▶ **YOUR INSTRUCTIONS**
Here are the records. Write out exactly the lines between the one holding "pub use crate::context::*;" and the one holding "let (mut registry, types)", inclusive.
[Start of Attachment]
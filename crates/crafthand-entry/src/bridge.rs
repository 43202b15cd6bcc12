//! Cross-type bridges.
//!
//! A bridge lets a stack of one entry type stand in for stacks of another,
//! such as a filled bucket for the fluid it holds. Bridges are directional.
//!
//! Each source type bridges to a single target type, possibly through
//! several bridges. The first bridge that applies to a stack speaks for it
//! in both equality and hashing.
//!
//! Implementations must keep two promises for hashing to stay consistent
//! with equality: all candidates returned from one call are equal to each
//! other, and equal inputs produce equal candidates.

use ahash::AHashMap;
use crafthand_common::{EntryTypeId, FluidId, ItemId};

use crate::builtin::{FluidEntryDefinition, ItemEntryDefinition};
use crate::definition::EntryType;
use crate::entry::EntryStack;
use crate::stack::{FluidStack, ItemStack};

/// Result of asking a bridge to convert a stack.
#[derive(Debug, Clone)]
pub enum BridgeOutcome {
    /// The bridge does not apply to this stack
    Pass,
    /// Stacks of the target type the input stands for
    Bridged(Vec<EntryStack>),
}

impl BridgeOutcome {
    /// Returns the first non-empty candidate, if any.
    #[must_use]
    pub fn first(&self) -> Option<&EntryStack> {
        match self {
            Self::Pass => None,
            Self::Bridged(candidates) => candidates.iter().find(|c| !c.is_empty()),
        }
    }
}

/// Converts stacks of a source type into a target type.
pub trait EntryTypeBridge: Send + Sync {
    /// Converts `stack` into stacks of `target`.
    fn bridge(&self, stack: &EntryStack, target: &EntryTypeId) -> BridgeOutcome;
}

impl<F> EntryTypeBridge for F
where
    F: Fn(&EntryStack) -> BridgeOutcome + Send + Sync,
{
    fn bridge(&self, stack: &EntryStack, _target: &EntryTypeId) -> BridgeOutcome {
        self(stack)
    }
}

/// Bridges filled container items to the fluid they hold.
///
/// A stack of `count` containers stands for `count` times the per-container
/// amount.
#[derive(Debug, Clone)]
pub struct FluidContainerBridge {
    item: EntryType<ItemEntryDefinition>,
    fluid: EntryType<FluidEntryDefinition>,
    containers: AHashMap<ItemId, (FluidId, u64)>,
}

impl FluidContainerBridge {
    /// Creates a bridge with no known containers.
    #[must_use]
    pub fn new(
        item: EntryType<ItemEntryDefinition>,
        fluid: EntryType<FluidEntryDefinition>,
    ) -> Self {
        Self {
            item,
            fluid,
            containers: AHashMap::new(),
        }
    }

    /// Declares that one `container` item holds `amount` of `fluid`.
    #[must_use]
    pub fn with_container(mut self, container: ItemId, fluid: FluidId, amount: u64) -> Self {
        self.containers.insert(container, (fluid, amount));
        self
    }

    /// Returns what one container of `item` holds.
    #[must_use]
    pub fn contents(&self, item: ItemId) -> Option<(FluidId, u64)> {
        self.containers.get(&item).copied()
    }

    fn fluid_of(&self, stack: &ItemStack) -> Option<FluidStack> {
        let (fluid, amount) = self.contents(stack.id())?;
        Some(FluidStack::new(
            fluid,
            amount.saturating_mul(u64::from(stack.count)),
        ))
    }
}

impl EntryTypeBridge for FluidContainerBridge {
    fn bridge(&self, stack: &EntryStack, target: &EntryTypeId) -> BridgeOutcome {
        if *target != self.fluid.id() {
            return BridgeOutcome::Pass;
        }
        match self.item.value_of(stack).and_then(|item| self.fluid_of(item)) {
            Some(fluid) => BridgeOutcome::Bridged(vec![self.fluid.stack(fluid)]),
            None => BridgeOutcome::Pass,
        }
    }
}
//! # Crafthand Entry
//!
//! Entry types and the comparison engine.
//!
//! This crate provides:
//! - Entry definitions (per-type equality, hashing, amounts, serialization)
//! - Built-in item and fluid types
//! - Per-item comparators with a circuit breaker
//! - Cross-type bridges
//! - Ingredients and recipe displays

#![warn(missing_docs)]
#![warn(clippy::all)]
#![deny(clippy::unwrap_used)]

pub mod bridge;
pub mod builtin;
pub mod comparator;
pub mod context;
pub mod definition;
pub mod display;
pub mod entry;
pub mod error;
pub mod events;
pub mod ingredient;
pub mod registry;
pub mod stack;

/// Prelude module for convenient imports
pub mod prelude {
    pub use crate::bridge::*;
    pub use crate::builtin::*;
    pub use crate::comparator::*;
    pub use crate::context::*;
    pub use crate::definition::{EntryDefinition, EntryType};
    pub use crate::display::*;
    pub use crate::entry::*;
    pub use crate::error::*;
    pub use crate::events::*;
    pub use crate::ingredient::*;
    pub use crate::registry::*;
    pub use crate::stack::*;
}

pub use prelude::*;

#[cfg(test)]
mod tests {
    use super::*;
    use crafthand_common::{FluidId, Identifier, ItemId};
    use proptest::prelude::*;

    const BUCKET: ItemId = ItemId::new(325);
    const LAVA: FluidId = FluidId::new(2);

    fn engine() -> (EntryRegistry, BuiltinTypes) {
        let (mut registry, types) = EntryRegistry::with_builtins();
        let bridge = FluidContainerBridge::new(types.item.clone(), types.fluid.clone())
            .with_container(BUCKET, LAVA, BUCKET_AMOUNT);
        registry
            .register_bridge(item_type_id(), fluid_type_id(), bridge)
            .expect("bridge registers");
        (registry, types)
    }

    fn enchantment(name: &str) -> Identifier {
        Identifier::parse(name).expect("valid id")
    }

    #[test]
    fn test_exact_distinguishes_enchant_and_name() {
        let (registry, types) = engine();
        let pick = ItemKind::new(ItemId::new(278)).with_max_damage(1561);
        let plain = types.item.stack(pick.stack(1));
        let enchanted = types
            .item
            .stack(pick.stack(1).with_enchantment(enchantment("efficiency"), 5));
        let named = types.item.stack(pick.stack(1).with_custom_name("Digger"));

        for other in [&enchanted, &named] {
            assert!(!registry.equals_exact(&plain, other));
            assert!(registry.equals_fuzzy(&plain, other));
            assert_eq!(registry.hash_fuzzy(&plain), registry.hash_fuzzy(other));
        }
    }

    #[test]
    fn test_comparator_failure_isolated_to_item() {
        let (registry, types) = engine();
        let broken = ItemKind::new(ItemId::new(900));
        types.comparators().register(
            broken.id,
            |_ctx: ComparisonContext, stack: &ItemStack| -> Result<u64, ComparatorError> {
                Err(ComparatorError::new(stack.id(), "plugin bug"))
            },
        );
        let a = types.item.stack(broken.stack(1));
        let b = types.item.stack(broken.stack(5));
        assert!(!registry.equals_exact(&a, &b));
        assert!(registry.equals_fuzzy(&a, &b));
        assert!(types.comparators().is_disabled(broken.id));

        let dirt = types.item.stack(ItemKind::new(ItemId::new(3)).stack(1));
        assert!(registry.equals_exact(&dirt, &dirt.with_amount(9)));
    }

    fn arb_item() -> impl Strategy<Value = ItemStack> {
        (
            prop_oneof![Just(1u32), Just(2), Just(BUCKET.raw())],
            1u32..64,
            0u32..3,
            proptest::option::of(prop_oneof![Just("Bob"), Just("Alice")]),
            proptest::bool::ANY,
        )
            .prop_map(|(id, count, damage, name, enchanted)| {
                let mut stack = ItemKind::new(ItemId::new(id))
                    .stack(count)
                    .with_damage(damage);
                if let Some(name) = name {
                    stack = stack.with_custom_name(name);
                }
                if enchanted {
                    stack = stack.with_enchantment(enchantment("mending"), 1);
                }
                stack
            })
    }

    #[derive(Debug, Clone)]
    enum RawEntry {
        Item(ItemStack),
        Fluid(FluidStack),
    }

    fn arb_value() -> impl Strategy<Value = RawEntry> {
        prop_oneof![
            arb_item().prop_map(RawEntry::Item),
            (1u32..3, 1u64..5000)
                .prop_map(|(id, amount)| RawEntry::Fluid(FluidStack::new(FluidId::new(id), amount))),
        ]
    }

    fn to_entry(types: &BuiltinTypes, value: RawEntry) -> EntryStack {
        match value {
            RawEntry::Item(item) => types.item.stack(item),
            RawEntry::Fluid(fluid) => types.fluid.stack(fluid),
        }
    }

    proptest! {
        #[test]
        fn test_equal_entries_hash_equal(a in arb_value(), b in arb_value()) {
            let (registry, types) = engine();
            let (a, b) = (to_entry(&types, a), to_entry(&types, b));
            for ctx in ComparisonContext::all() {
                if registry.equals(&a, &b, *ctx) {
                    prop_assert_eq!(registry.hash(&a, *ctx), registry.hash(&b, *ctx));
                }
                prop_assert_eq!(registry.equals(&a, &b, *ctx), registry.equals(&b, &a, *ctx));
            }
        }

        #[test]
        fn test_exact_implies_fuzzy(a in arb_item(), b in arb_item()) {
            let (registry, types) = engine();
            let (a, b) = (types.item.stack(a), types.item.stack(b));
            if registry.equals_exact(&a, &b) {
                prop_assert!(registry.equals_fuzzy(&a, &b));
            }
        }
    }
}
[End of Attachment]
▶ **OUTPUT BELOW**
    pub use crate::context::*;
    pub use crate::definition::{EntryDefinition, EntryType};
    pub use crate::display::*;
    pub use crate::entry::*;
    pub use crate::error::*;
    pub use crate::events::*;
    pub use crate::ingredient::*;
    pub use crate::registry::*;
    pub use crate::stack::*;
}

pub use prelude::*;

#[cfg(test)]
mod tests {
    use super::*;
    use crafthand_common::{FluidId, Identifier, ItemId};
    use proptest::prelude::*;

    const BUCKET: ItemId = ItemId::new(325);
    const LAVA: FluidId = FluidId::new(2);

    fn engine() -> (EntryRegistry, BuiltinTypes) {
        let (mut registry, types) = EntryRegistry::with_builtins();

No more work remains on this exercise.